He said he had been “wrestling with” the issue, adding: “But that’s where I keep coming back to is, so much time was spent on a pandemic influenza and that was seen as the greatest danger – and we had very bad years for flu so it is a big danger..

“But why wasn’t more time and more questions asked about what turned out to be the pandemic that we faced?

“It’s very hard to answer why that’s the case. And I’m sure this public inquiry is going to spend a lot of time on that.”

He was questioned on his own warning back in 2015 that the Ebola outbreak was a “wake-up call” to the emergence of a “more aggressive and more difficult to contain” virus.

He said that his government did look at pandemics other than flu, such as Mers and Sars.

“So I think that wasn’t a failing, I think the failing was not to ask more questions about asymptomatic transmission, highly infectious… what turned out to be the pandemic we had,” he added.

Sir Oliver Letwin gives evidence - 19 June

Failing to appoint a senior minister with sole responsibility over planning for pandemics and other threats has been an "error", a former minister has said.

Sir Oliver Letwin told the official UK coronavirus inquiry on Tuesday that it was a "lasting regret" that he had not focused more on pandemics while in the Cabinet Office.

The minister, who has described himself as David Cameron’s "Mr Fix It", said resilience only formed a "relatively small part" of his role despite it being in his brief between 2011 and 2016.

Instead he said he spent a lot of time on "endless discussions" with Liberal Democrat colleagues in coalition with the Tories in the "rather wide-ranging and unusual role".

Sir Oliver said: "Actually there really ought to be a minister solely devoted to resilience at a senior level."

Sir Oliver Letwin gives evidence to the inquiry
Sir Oliver Letwin gives evidence to the inquiry (Screengrab)

Asked if anyone had ever had this role, he told the UK Covid-19 Inquiry: "There hasn’t as far as I’m aware and I think that is an error.

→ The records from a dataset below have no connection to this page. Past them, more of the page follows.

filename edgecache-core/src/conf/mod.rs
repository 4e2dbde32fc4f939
mod error;
mod loader;
#[cfg(test)]
mod tests;
pub mod types;

pub use error::ConfigError;
pub use loader::{
    ENV_LOG_FORMAT, ENV_LOG_LEVEL, ENV_MIN_HIT_RATIO, apply_env_overrides, apply_overrides,
    config_from_env, load_config,
};
pub use types::{AlertConfig, AnalyzerConfig, LogFormat, LoggingConfig};
use crate::conf::error::ConfigError;
use crate::conf::types::{AnalyzerConfig, LogFormat};
use std::fs;
use std::path::Path;

pub const ENV_LOG_LEVEL: &str = "EDGECACHE_LOG_LEVEL";
pub const ENV_LOG_FORMAT: &str = "EDGECACHE_LOG_FORMAT";
pub const ENV_MIN_HIT_RATIO: &str = "EDGECACHE_MIN_HIT_RATIO";

/// Read, parse, apply environment overrides, then validate.
pub fn load_config(path: &Path) -> Result<AnalyzerConfig, ConfigError> {
    let contents =
        fs::read_to_string(path).map_err(|e| ConfigError::read_file(path.to_path_buf(), e))?;

    let mut cfg: AnalyzerConfig =
        toml::from_str(&contents).map_err(|e| ConfigError::parse(path.to_path_buf(), e))?;

    apply_env_overrides(&mut cfg)?;
    cfg.validate()?;

    tracing::debug!(path = %path.display(), ?cfg, "analyzer config loaded");

    Ok(cfg)
}

/// Defaults plus environment overrides, for deployments without a config file.
pub fn config_from_env() -> Result<AnalyzerConfig, ConfigError> {
    let mut cfg = AnalyzerConfig::default();
    apply_env_overrides(&mut cfg)?;
    cfg.validate()?;
    Ok(cfg)
}

pub fn apply_env_overrides(cfg: &mut AnalyzerConfig) -> Result<(), ConfigError> {
    apply_overrides(cfg, std::env::vars())
}

/// Apply `EDGECACHE_*` overrides from an arbitrary variable source.
/// Unrelated variables are ignored.
pub fn apply_overrides<I, K, V>(cfg: &mut AnalyzerConfig, vars: I) -> Result<(), ConfigError>
where
    I: IntoIterator<Item = (K, V)>,
    K: AsRef<str>,
    V: AsRef<str>,
{
    for (key, value) in vars {
        let (key, value) = (key.as_ref(), value.as_ref());

        match key {
            ENV_LOG_LEVEL => cfg.logging.level = value.trim().to_string(),
            ENV_LOG_FORMAT => {
                cfg.logging.format = value
                    .parse::<LogFormat>()
                    .map_err(|reason| ConfigError::invalid_override(key, value, reason))?;
            }
            ENV_MIN_HIT_RATIO => {
                cfg.alerts.min_hit_ratio = value
                    .trim()
                    .parse::<f64>()
                    .map_err(|e| ConfigError::invalid_override(key, value, e))?;
            }
            _ => {}
        }
    }

    Ok(())
}
use crate::conf::{LogFormat, LoggingConfig};
use tracing_subscriber::{EnvFilter, fmt};

/// Filter from `RUST_LOG` when set, otherwise from the configured level.
pub fn build_filter(cfg: &LoggingConfig) -> EnvFilter {
    EnvFilter::try_from_default_env().unwrap_or_else(|_| EnvFilter::new(&cfg.level))
}

/// Initialize the global tracing subscriber.
///
/// - `json` flattens event fields for log shippers
/// - `pretty` is meant for a terminal
///
/// Calling this twice panics, same as any global subscriber install.
pub fn init_logging(cfg: &LoggingConfig) {
    let filter = build_filter(cfg);

    match cfg.format {
        LogFormat::Json => fmt()
            .with_env_filter(filter)
            .json()
            .flatten_event(true)
            .init(),
        LogFormat::Pretty => fmt().with_env_filter(filter).pretty().init(),
    }
}
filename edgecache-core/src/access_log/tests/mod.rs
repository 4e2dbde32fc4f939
mod types_tests;
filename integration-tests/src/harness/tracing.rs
use std::sync::{Arc, Mutex};

use tracing::field::{Field, Visit};
use tracing::{Event, Level, Subscriber};
use tracing_subscriber::layer::SubscriberExt;
use tracing_subscriber::{Layer, layer::Context};

#[derive(Debug, Clone)]
pub struct CapturedEvent {
    pub level: Level,
    pub target: String,
    pub fields: Vec<(String, String)>,
}

impl CapturedEvent {
    pub fn field(&self, name: &str) -> Option<&str> {
        self.fields
            .iter()
            .find(|(k, _)| k == name)
            .map(|(_, v)| v.as_str())
    }

    pub fn message(&self) -> Option<&str> {
        self.field("message")
    }
}

#[derive(Clone)]
pub struct TestEventLayer {
    pub events: Arc<Mutex<Vec<CapturedEvent>>>,
}

/// Run `f` with a thread-local subscriber and return every event it emitted.
pub fn capture_events<F: FnOnce()>(f: F) -> Vec<CapturedEvent> {
    let events = Arc::new(Mutex::new(Vec::new()));
    let layer = TestEventLayer {
        events: events.clone(),
    };
    let subscriber = tracing_subscriber::registry().with(layer);

    tracing::subscriber::with_default(subscriber, f);

    let captured = events.lock().unwrap().clone();
    captured
}

impl<S> Layer<S> for TestEventLayer
where
    S: Subscriber,
{
    fn on_event(&self, event: &Event<'_>, _ctx: Context<'_, S>) {
        let mut fields = Vec::new();
        let mut visitor = FieldVisitor {
            fields: &mut fields,
        };
        event.record(&mut visitor);

        let meta = event.metadata();

        self.events.lock().unwrap().push(CapturedEvent {
            level: *meta.level(),
            target: meta.target().to_string(),
            fields,
        });
    }
}

struct FieldVisitor<'a> {
    fields: &'a mut Vec<(String, String)>,
}

impl<'a> Visit for FieldVisitor<'a> {
    fn record_str(&mut self, field: &Field, value: &str) {
        self.fields
            .push((field.name().to_string(), value.to_string()));
    }

    fn record_debug(&mut self, field: &Field, value: &dyn std::fmt::Debug) {
        self.fields
            .push((field.name().to_string(), format!("{value:?}")));
    }
}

"I came to that view very gradually but by the end of my time I was pretty convinced that we ought to have, and had I remained in situ, I would’ve tried therefore to move to a model where somebody took that position."

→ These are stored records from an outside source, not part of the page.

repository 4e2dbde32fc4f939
use crate::access_log::parse_line;
use crate::metrics::cache_metrics::CacheMetrics;
use crate::metrics::snapshot::MetricsSnapshot;
use crate::metrics::summary::render_summary;

/// Folds access-log text into [`CacheMetrics`].
///
/// Each instance owns its aggregate. Mutating calls take `&mut self`, so
/// concurrent runs need one analyzer each.
#[derive(Debug, Default)]
pub struct MetricsAnalyzer {
    metrics: CacheMetrics,
}

impl MetricsAnalyzer {
    pub fn new() -> Self {
        Self::default()
    }

    /// Analyze a whole block of log text as a fresh run.
    ///
    /// State from earlier calls is discarded first. Blank lines are skipped,
    /// lines that do not parse are ignored. The returned aggregate belongs to
    /// the caller; the analyzer keeps its own copy for [`Self::summary`] and
    /// further [`Self::process_line`] calls.
    pub fn process_content(&mut self, content: &str) -> CacheMetrics {
        self.metrics = CacheMetrics::new();

        let mut lines = 0u64;
        let mut skipped = 0u64;

        for line in content.lines() {
            if line.trim().is_empty() {
                continue;
            }
            lines += 1;
            if !self.process_line(line) {
                skipped += 1;
            }
        }

        tracing::info!(
            lines,
            skipped,
            total_requests = self.metrics.total_requests,
            "access log analyzed"
        );

        self.metrics.clone()
    }

    /// Fold one line into the current aggregate. Returns `false` when the
    /// line is not an access-log record.
    pub fn process_line(&mut self, line: &str) -> bool {
        let Some(record) = parse_line(line) else {
            tracing::debug!(line, "skipping unparseable line");
            return false;
        };

        if record.latency.is_none() {
            tracing::debug!(path = %record.path, "record has no usable latency");
        }

        self.metrics.record(&record);
        true
    }

    pub fn metrics(&self) -> &CacheMetrics {
        &self.metrics
    }

    pub fn snapshot(&self) -> MetricsSnapshot {
        self.metrics.snapshot()
    }

    /// Plain-text summary of the current aggregate.
    pub fn summary(&self) -> String {
        render_summary(&self.snapshot())
    }

    pub fn into_metrics(self) -> CacheMetrics {
        self.metrics
    }
}
pub const P95: f64 = 0.95;
pub const P99: f64 = 0.99;

/// Sorted copy of the samples, ascending.
pub(crate) fn sorted(samples: &[f64]) -> Vec<f64> {
    let mut out = samples.to_vec();
    out.sort_by(f64::total_cmp);
    out
}

/// Median of an ascending slice. Even-length samples average the two middle values.
pub fn median(sorted: &[f64]) -> f64 {
    let n = sorted.len();
    if n == 0 {
        return 0.0;
    }

    let mid = n / 2;
    if n % 2 == 1 {
        sorted[mid]
    } else {
        (sorted[mid - 1] + sorted[mid]) / 2.0
    }
}

/// Nearest-rank percentile without interpolation.
///
/// Picks `sorted[floor(len * fraction)]`, clamped to the last element.
/// Existing reports were produced with this estimator, so it must not be
/// swapped for an interpolating one.
pub fn rank_index(sorted: &[f64], fraction: f64) -> f64 {
    let Some(last) = sorted.last() else {
        return 0.0;
    };

    let idx = (sorted.len() as f64 * fraction) as usize;
    sorted.get(idx).copied().unwrap_or(*last)
}
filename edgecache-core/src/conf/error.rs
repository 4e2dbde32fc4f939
use std::path::PathBuf;
use thiserror::Error;

#[derive(Debug, Error)]
pub enum ConfigError {
    // IO
    #[error("failed to read config file {path}: {source}")]
    ReadFile {
        path: PathBuf,
        #[source]
        source: std::io::Error,
    },

    // Parsing
    #[error("failed to parse TOML in {path}: {source}")]
    Parse {
        path: PathBuf,
        #[source]
        source: toml::de::Error,
    },

    #[error("failed to parse TOML config: {source}")]
    ParseStr {
        #[source]
        source: toml::de::Error,
    },

    // Environment
    #[error("invalid value '{value}' for {var}: {reason}")]
    InvalidOverride {
        var: String,
        value: String,
        reason: String,
    },

    // Validation
    #[error("invalid configuration: {}", .errors.join("; "))]
    Validation { errors: Vec<String> },
}

impl ConfigError {
    pub fn read_file(path: impl Into<PathBuf>, source: std::io::Error) -> Self {
        Self::ReadFile {
            path: path.into(),
            source,
        }
    }

    pub fn parse(path: impl Into<PathBuf>, source: toml::de::Error) -> Self {
        Self::Parse {
            path: path.into(),
            source,
        }
    }

    pub(crate) fn invalid_override(var: &str, value: &str, reason: impl ToString) -> Self {
        Self::InvalidOverride {
            var: var.to_string(),
            value: value.to_string(),
            reason: reason.to_string(),
        }
    }
}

But appointing a junior minister would "achieve nothing", he said, as they must be senior and close to the prime minister.

He expressed regret at following advice to focus on critical national infrastructure, which he described as "wildly under resilient", instead of pandemic flu, which he believed may have allowed him to identify "some other catastrophic pathogen" to prepare for.

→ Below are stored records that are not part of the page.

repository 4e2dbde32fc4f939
//! Access-log record parsing.
//!
//! Lines follow the proxy's cache log format:
//!
//! ```text
//! 192.168.1.100 - [27/Oct/2025:10:00:00 +0000] "GET /api/static HTTP/1.1" 200 1234 0.050 "HIT"
//! ```

mod parse;
#[cfg(test)]
mod tests;
mod types;

pub use parse::parse_line;
pub use types::*;
use crate::metrics::snapshot::MetricsSnapshot;

const BYTES_PER_MB: f64 = 1024.0 * 1024.0;

pub fn render_summary(snapshot: &MetricsSnapshot) -> String {
    let mut out = String::new();

    out.push_str(&format!(
        "Cache Metrics Summary\n\
         =====================\n\
         Total Requests: {}\n\
         Cache Hits:     {} ({:.2}%)\n\
         Cache Misses:   {}\n\
         Cache Bypass:   {}\n\
         Cache Stale:    {}\n\
         Cache Updating: {}\n\n",
        snapshot.total_requests,
        snapshot.cache_hits,
        snapshot.hit_ratio * 100.0,
        snapshot.cache_misses,
        snapshot.cache_bypass,
        snapshot.cache_stale,
        snapshot.cache_updating,
    ));

    out.push_str(&format!(
        "Error Rate: {:.2}%\n  4xx errors: {}\n  5xx errors: {}\n\n",
        snapshot.error_rate * 100.0,
        snapshot.error_4xx,
        snapshot.error_5xx,
    ));

    out.push_str(&format!(
        "Latency:\n  P50: {:.2}ms\n  P95: {:.2}ms\n  P99: {:.2}ms\n\n",
        snapshot.p50_latency * 1000.0,
        snapshot.p95_latency * 1000.0,
        snapshot.p99_latency * 1000.0,
    ));

    out.push_str(&format!(
        "Total Bytes: {:.2} MB\n",
        snapshot.total_bytes as f64 / BYTES_PER_MB
    ));

    out
}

"Actually, it is absolutely not an excuse for a minister, alas, because you can always ask the following question, you don’t have to accept the advice," he said.

"That is actually what I should’ve done and it’s a matter of lasting regret that I didn’t."

Sir Oliver also warned that the churn of ministers and officials tasked with preparing for emergencies is a "disaster for the country".

He said there is an "overwhelming case" for training for ministers dealing with civil contingencies.

George Osborne gives evidence - 20 June

George Osborne rejected claims his austerity programme while chancellor depleted the NHS as he suggested his cuts better prepared Britain to tackle the coronavirus pandemic.

The Conservative former MP "completely" disputed the allegations at the official UK Covid-19 Inquiry from medics and unions that his cuts left health and social care in a "parlous state".

Mr Osborne argued on Tuesday that the UK may not have had the financial scope to spend vast amounts to support the public through the crisis without austerity.

George Osborne at the inquiry
George Osborne at the inquiry (PA)

The chancellor between 2010 and 2016 conceded that his Treasury should have planned economic measures such as the furlough scheme needed in the pandemic.

Mr Osborne argued that it was key to ensure that the economy after the "massive economic shock" of the 2008 financial crisis was able to "flex in a crisis".

Inquiry barrister Kate Blackwell KC asked: "Do you agree, by the time Covid-19 hit the consequences of austerity were a depleted health and social care capacity and rising inequality in the UK?"

Mr Osborne replied: "Most certainly not, I completely reject that.

"I would say if we had not done that Britain would have been more exposed, not just to future things like the coronavirus pandemic, but indeed to the fiscal crisis which very rapidly followed in countries across Europe ..."

Jeremy Hunt gives evidence - 21 June

Chancellor Jeremy Hunt has admitted being part of “groupthink” when he was health secretary, leading to a “narrowness of thinking” that failed to expand UK pandemic preparedness beyond planning for a flu outbreak.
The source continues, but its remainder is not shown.